This date in 1886 gives us the double execution of two men named Banks and Honesty — words we don’t hear in the same sentence every day, amirite?


Baltimore Sun, June 5, 1886: the source of all newspaper quotes in this post.

That’s Tabby Banks and Tom Honesty, to be exact, “two full-grown and powerful negroes” who to nobody’s satisfaction denied all the way to the gallows that they had murdered a white 18-year-old, Joseph McFaul, outside the (still-extant) Taylor Hotel on November 14, 1884. The sources I have located do not explicate any beef specifically known to have existed between these individuals; they do, however, situate the conflict squarely within America’s political environment in that electoral year. It is not only in passing that we have noted the parties’ racial identities.

Days before McFaul died, former hangman Grover Cleveland was elected President — the first Democrat to win the office since before the Civil War.

It might be better to say that Cleveland was the first Democrat to hold the office. The tossup 1876 presidential election was more-or-less won by New York Democrat Samuel Tilden, but he was bilked of the prize in an electoral college bargain that exchanged another Republican presidency for the end of Reconstruction.

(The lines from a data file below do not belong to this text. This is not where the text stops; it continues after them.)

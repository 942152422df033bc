//! Normalization Feature
//!
//! Turns the pre-parsed rule tree of one styled template into flat
//! [`CssRule`](crate::shared::models::CssRule)s.
//!
//! ## Structure
//! - `domain/` - RawNode tree, NormalizedRules
//! - `infrastructure/` - CssRuleNormalizer

pub mod domain;
pub mod infrastructure;

pub use domain::{NormalizedRules, RawNode};
pub use infrastructure::{parse_declaration_text, to_raw_nodes, CssRuleNormalizer};
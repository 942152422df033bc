//! Pipeline orchestration
//!
//! ```text
//! RawSourceFile ──normalize──┐
//!                            ↓
//!                       SourceFile ──RuleLoweringEngine──→ ConversionResult
//!                            ↑
//! [SourceFile] ──convert_files (rayon)──→ BatchReport
//! ```

pub mod batch;
pub mod file_processor;
pub mod input;
pub mod result;

pub use batch::convert_files;
pub use file_processor::{process_file, process_json, process_raw_file};
pub use input::{RawDeclaration, RawSourceFile};
pub use result::BatchReport;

In the 1870s and 1880s, northern whites were steadily coming around towards Southern whites’ distaste for the ongoing rigor necessary to enforce the putative equality of ex-slaves with their former masters.

Recognizing that such lethargy among white elites in effect amounted to abandoning the field to the violent reassertion of white supremacy, blacks were deeply apprehensive about 1884. Some even feared that chattel slavery might be restored outright. For all the growing indifference of the Republicans, the potential election of the Democrat Cleveland, T. Thomas Fortune wrote during the campaign, “would be a cold afternoon for this country and especially for the Negro and the laboring classes.” (Via)

This is presumably why McFaul, a Democrat taking part in a celebratory parade for Cleveland’s election, would have been hateful to Banks and Honesty. According to the Baltimore Sun, those latter two had previously “traversed the [march] route, threatening to kill some democrat.” Later, McFaul chanced to nominate himself their target by stepping into an alley, where the two churls “immediately attacked him.” Some passing Samaritan saw what was happening and managed to pull McFaul out of the alley and onto the street; still, his assailants did not disdain to press the assault in public view and clobbered the young man with a rock.

Everyone parted and went their separate ways, but young McFaul was a dead man walking. His skull fractured by the stone, he died that night in his sleep.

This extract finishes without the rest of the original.